» WORK TO COMPLETE
If a line in the entries below includes the string "data", copy it out.

» RECORD EXTRACTS
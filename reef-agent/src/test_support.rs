//! In-memory fakes of the repository traits for tests

use async_trait::async_trait;
use parking_lot::Mutex;
use reef_client::{ClientError, Result};
use reef_core::domain::agent::AgentIdentity;
use reef_core::domain::job::Job;
use reef_core::domain::log::LogChunk;
use std::collections::VecDeque;
use std::time::Duration;

use crate::repository::{JobRepository, LogRepository};

/// Records successfully uploaded chunks; can be told to fail or be slow
pub struct RecordingLogRepository {
    chunks: Mutex<Vec<LogChunk>>,
    attempts: Mutex<usize>,
    failures_left: Mutex<Option<usize>>,
    delay: Duration,
}

impl RecordingLogRepository {
    pub fn new() -> Self {
        Self {
            chunks: Mutex::new(Vec::new()),
            attempts: Mutex::new(0),
            failures_left: Mutex::new(Some(0)),
            delay: Duration::ZERO,
        }
    }

    /// Every upload fails
    pub fn failing() -> Self {
        Self {
            failures_left: Mutex::new(None),
            ..Self::new()
        }
    }

    /// The first `n` uploads fail, later ones succeed
    pub fn failing_first(n: usize) -> Self {
        Self {
            failures_left: Mutex::new(Some(n)),
            ..Self::new()
        }
    }

    /// Every upload takes `delay`
    pub fn slow(delay: Duration) -> Self {
        Self {
            delay,
            ..Self::new()
        }
    }

    pub fn chunks(&self) -> Vec<LogChunk> {
        self.chunks.lock().clone()
    }

    pub fn attempts(&self) -> usize {
        *self.attempts.lock()
    }
}

#[async_trait]
impl LogRepository for RecordingLogRepository {
    async fn upload_chunk(&self, chunk: &LogChunk) -> Result<()> {
        *self.attempts.lock() += 1;
        if !self.delay.is_zero() {
            tokio::time::sleep(self.delay).await;
        }

        let fail = {
            let mut failures_left = self.failures_left.lock();
            match failures_left.as_mut() {
                None => true,
                Some(0) => false,
                Some(n) => {
                    *n -= 1;
                    true
                }
            }
        };
        if fail {
            return Err(ClientError::api_error(503, "log service unavailable"));
        }

        self.chunks.lock().push(chunk.clone());
        Ok(())
    }
}

/// What the fake queue answers to one ping
pub enum PingReply {
    NoJob,
    Job(Job),
    /// A 200 whose body cannot be decoded
    Malformed,
}

/// Queue server fake answering pings from a script
///
/// Once the script runs out every ping answers "no job". Claims are answered
/// from their own script, then with `grant_claims`.
pub struct ScriptedJobRepository {
    replies: Mutex<VecDeque<PingReply>>,
    claim_replies: Mutex<VecDeque<bool>>,
    grant_claims: bool,
    pings: Mutex<usize>,
    claims: Mutex<Vec<(String, String)>>,
}

impl ScriptedJobRepository {
    pub fn new(replies: Vec<PingReply>, grant_claims: bool) -> Self {
        Self {
            replies: Mutex::new(replies.into()),
            claim_replies: Mutex::new(VecDeque::new()),
            grant_claims,
            pings: Mutex::new(0),
            claims: Mutex::new(Vec::new()),
        }
    }

    /// Answers claims in `claim_replies` order, granting any later ones
    pub fn with_claims(replies: Vec<PingReply>, claim_replies: Vec<bool>) -> Self {
        Self {
            claim_replies: Mutex::new(claim_replies.into()),
            ..Self::new(replies, true)
        }
    }

    pub fn pings(&self) -> usize {
        *self.pings.lock()
    }

    pub fn claims(&self) -> Vec<(String, String)> {
        self.claims.lock().clone()
    }
}

#[async_trait]
impl JobRepository for ScriptedJobRepository {
    async fn ping(&self, _agent: &AgentIdentity) -> Result<Option<Job>> {
        *self.pings.lock() += 1;
        let reply = self.replies.lock().pop_front().unwrap_or(PingReply::NoJob);
        match reply {
            PingReply::NoJob => Ok(None),
            PingReply::Job(job) => Ok(Some(job)),
            PingReply::Malformed => Err(ClientError::ParseError(
                "Failed to parse ping response: expected value at line 1 column 1".to_string(),
            )),
        }
    }

    async fn acquire_job(&self, job_id: &str, agent_id: &str) -> Result<bool> {
        self.claims
            .lock()
            .push((job_id.to_string(), agent_id.to_string()));
        let granted = self
            .claim_replies
            .lock()
            .pop_front()
            .unwrap_or(self.grant_claims);
        Ok(granted)
    }
}
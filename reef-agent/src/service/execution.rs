//! Execution service
//!
//! Runs a job's commands in order as separate processes. Standard output and
//! standard error of every command are appended to the job's log buffer as
//! they arrive. A failing command is reported inline in the output and, under
//! the default policy, does not stop the remaining commands.

use async_trait::async_trait;
use reef_core::domain::job::{CommandOutcome, CommandStatus, Job, JobResult};
use std::process::Stdio;
use std::sync::Arc;
use std::sync::atomic::{AtomicBool, Ordering};
use tokio::io::{AsyncRead, AsyncReadExt, AsyncWriteExt, Stdout};
use tokio::process::Command;
use tokio::sync::Mutex;
use tracing::{debug, info, warn};

use crate::service::log_buffer::LogBufferService;

/// Prefix for diagnostics the agent writes into job output
const DIAGNOSTIC_PREFIX: &str = "reef-agent:";

/// What to do with the remaining commands after one fails
#[derive(Debug, Clone, Copy, PartialEq, Eq, Default)]
pub enum CommandFailurePolicy {
    /// Run every command regardless of earlier failures
    #[default]
    Continue,
    /// Skip the remaining commands after the first failure
    FailFast,
}

/// Settings for command execution
#[derive(Debug, Clone, Default)]
pub struct ExecutionConfig {
    pub failure_policy: CommandFailurePolicy,
    /// Shell used as `<shell> -c <command>`; commands are split on
    /// whitespace and run directly when unset
    pub shell: Option<String>,
    /// Also copy job output to the agent's stdout
    pub echo_output: bool,
}

/// Service trait for executing a job's commands
#[async_trait]
pub trait ExecutionService: Send + Sync {
    /// Executes every command of `job`, writing their output to `log_buffer`
    ///
    /// # Returns
    /// The per-command outcomes
    async fn execute_job(&self, job: &Job, log_buffer: Arc<dyn LogBufferService>) -> JobResult;
}

/// Standard implementation of ExecutionService using local processes
pub struct StandardExecutionService {
    config: ExecutionConfig,
}

impl StandardExecutionService {
    /// Creates a new standard execution service
    pub fn new(config: ExecutionConfig) -> Self {
        Self { config }
    }

    /// Builds the process for one command line
    fn build_command(&self, command_line: &str) -> Result<Command, String> {
        let mut command = match &self.config.shell {
            Some(shell) => {
                let mut command = Command::new(shell);
                command.arg("-c").arg(command_line);
                command
            }
            None => {
                let mut parts = command_line.split_whitespace();
                let program = parts.next().ok_or_else(|| "empty command".to_string())?;
                let mut command = Command::new(program);
                command.args(parts);
                command
            }
        };

        command
            .stdin(Stdio::null())
            .stdout(Stdio::piped())
            .stderr(Stdio::piped())
            .kill_on_drop(true);
        Ok(command)
    }

    /// Runs a single command to completion
    async fn run_command(&self, command_line: &str, output: &OutputSink) -> CommandStatus {
        let mut command = match self.build_command(command_line) {
            Ok(command) => command,
            Err(reason) => return CommandStatus::NotStarted { reason },
        };

        let mut child = match command.spawn() {
            Ok(child) => child,
            Err(e) => {
                return CommandStatus::NotStarted {
                    reason: e.to_string(),
                };
            }
        };

        let stdout = child.stdout.take();
        let stderr = child.stderr.take();
        let (_, _, status) = tokio::join!(
            pump(stdout, output),
            pump(stderr, output),
            child.wait()
        );

        match status {
            Ok(status) if status.success() => CommandStatus::Succeeded,
            Ok(status) => CommandStatus::Failed {
                exit_code: status.code(),
            },
            Err(e) => CommandStatus::NotStarted {
                reason: format!("failed to wait for process: {}", e),
            },
        }
    }
}

#[async_trait]
impl ExecutionService for StandardExecutionService {
    async fn execute_job(&self, job: &Job, log_buffer: Arc<dyn LogBufferService>) -> JobResult {
        info!(
            "Starting execution of job {} ({} command(s))",
            job.id,
            job.commands.len()
        );

        let output = OutputSink::new(log_buffer, self.config.echo_output);
        let mut outcomes = Vec::with_capacity(job.commands.len());
        let mut failed = false;

        for (idx, command_line) in job.commands.iter().enumerate() {
            if failed && self.config.failure_policy == CommandFailurePolicy::FailFast {
                output
                    .diagnostic(&format!(
                        "skipping `{}` after an earlier failure",
                        command_line
                    ))
                    .await;
                outcomes.push(CommandOutcome {
                    command: command_line.clone(),
                    status: CommandStatus::Skipped,
                });
                continue;
            }

            debug!(
                "Job {} command {}/{}: {}",
                job.id,
                idx + 1,
                job.commands.len(),
                command_line
            );

            let status = self.run_command(command_line, &output).await;
            match &status {
                CommandStatus::Succeeded => {}
                CommandStatus::Failed { exit_code } => {
                    failed = true;
                    let exit = exit_code
                        .map(|code| format!("exit code {}", code))
                        .unwrap_or_else(|| "a signal".to_string());
                    warn!("Job {} command `{}` failed with {}", job.id, command_line, exit);
                    output
                        .diagnostic(&format!("command `{}` failed with {}", command_line, exit))
                        .await;
                }
                CommandStatus::NotStarted { reason } => {
                    failed = true;
                    warn!(
                        "Job {} command `{}` could not be started: {}",
                        job.id, command_line, reason
                    );
                    output
                        .diagnostic(&format!(
                            "failed to start `{}`: {}",
                            command_line, reason
                        ))
                        .await;
                }
                CommandStatus::Skipped => {}
            }

            outcomes.push(CommandOutcome {
                command: command_line.clone(),
                status,
            });
        }

        let result = JobResult {
            job_id: job.id.clone(),
            commands: outcomes,
        };
        info!(
            "Job {} finished: {} of {} command(s) failed",
            job.id,
            result.failed_count(),
            result.commands.len()
        );
        result
    }
}

/// Where command output goes: the job buffer, optionally teed to stdout
///
/// Echoing stops after the first failed write to stdout; the buffer always
/// receives everything.
struct OutputSink {
    buffer: Arc<dyn LogBufferService>,
    echo: Option<Mutex<Stdout>>,
    echo_failed: AtomicBool,
}

impl OutputSink {
    fn new(buffer: Arc<dyn LogBufferService>, echo: bool) -> Self {
        Self {
            buffer,
            echo: echo.then(|| Mutex::new(tokio::io::stdout())),
            echo_failed: AtomicBool::new(false),
        }
    }

    async fn write(&self, data: &[u8]) {
        self.buffer.append(data);

        let Some(stdout) = &self.echo else {
            return;
        };
        if self.echo_failed.load(Ordering::Relaxed) {
            return;
        }

        let mut stdout = stdout.lock().await;
        let result = match stdout.write_all(data).await {
            Ok(()) => stdout.flush().await,
            Err(e) => Err(e),
        };
        if let Err(e) = result {
            if !self.echo_failed.swap(true, Ordering::Relaxed) {
                debug!("Failed to echo command output, echo disabled: {}", e);
            }
        }
    }

    async fn diagnostic(&self, message: &str) {
        self.write(format!("{} {}\n", DIAGNOSTIC_PREFIX, message).as_bytes())
            .await;
    }
}

/// Copies a process stream into the sink until EOF
async fn pump<R>(reader: Option<R>, output: &OutputSink)
where
    R: AsyncRead + Unpin,
{
    let Some(mut reader) = reader else {
        return;
    };

    let mut buf = [0u8; 8192];
    loop {
        match reader.read(&mut buf).await {
            Ok(0) => break,
            Ok(n) => output.write(&buf[..n]).await,
            Err(e) => {
                warn!("Failed to read command output: {}", e);
                break;
            }
        }
    }
}
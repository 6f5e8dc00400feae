//! Core domain types
//!
//! This module contains the domain structures shared between the HTTP client
//! and the agent. The agent owns execution; the queue server owns scheduling.

pub mod agent;
pub mod job;
pub mod log;
//! Error types for the Reef client

use thiserror::Error;

/// Result type alias for client operations
pub type Result<T> = std::result::Result<T, ClientError>;

/// Errors that can occur when talking to the queue server or log service
#[derive(Debug, Error)]
pub enum ClientError {
    /// HTTP request failed before a response arrived
    #[error("HTTP request failed: {0}")]
    RequestFailed(#[from] reqwest::Error),

    /// Server answered with a non-success status code
    #[error("API error (status {status}): {message}")]
    ApiError {
        /// HTTP status code
        status: u16,
        /// Response body, if any
        message: String,
    },

    /// Failed to parse response
    #[error("Failed to parse response: {0}")]
    ParseError(String),

    /// Invalid request
    #[error("Invalid request: {0}")]
    InvalidRequest(String),
}

impl ClientError {
    /// Create an API error from status code and message
    pub fn api_error(status: u16, message: impl Into<String>) -> Self {
        Self::ApiError {
            status,
            message: message.into(),
        }
    }

    /// Check if the server could not be reached at all
    pub fn is_transport(&self) -> bool {
        matches!(self, Self::RequestFailed(_))
    }

    /// Check if this error is a client error (4xx status)
    pub fn is_client_error(&self) -> bool {
        matches!(self, Self::ApiError { status, .. } if *status >= 400 && *status < 500)
    }

    /// Check if this error is a server error (5xx status)
    pub fn is_server_error(&self) -> bool {
        matches!(self, Self::ApiError { status, .. } if *status >= 500)
    }
}

#[cfg(test)]
mod tests {
    use super::*;

    #[test]
    fn test_status_classification() {
        assert!(ClientError::api_error(409, "taken").is_client_error());
        assert!(!ClientError::api_error(409, "taken").is_server_error());
        assert!(ClientError::api_error(503, "down").is_server_error());
        assert!(!ClientError::ParseError("bad".into()).is_transport());
    }

    #[test]
    fn test_api_error_display() {
        let err = ClientError::api_error(500, "boom");
        assert_eq!(err.to_string(), "API error (status 500): boom");
    }
}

» OUTPUT FOR THIS TASK
    async fn write(&self, data: &[u8]) {
        self.buffer.append(data);
        let result = match stdout.write_all(data).await {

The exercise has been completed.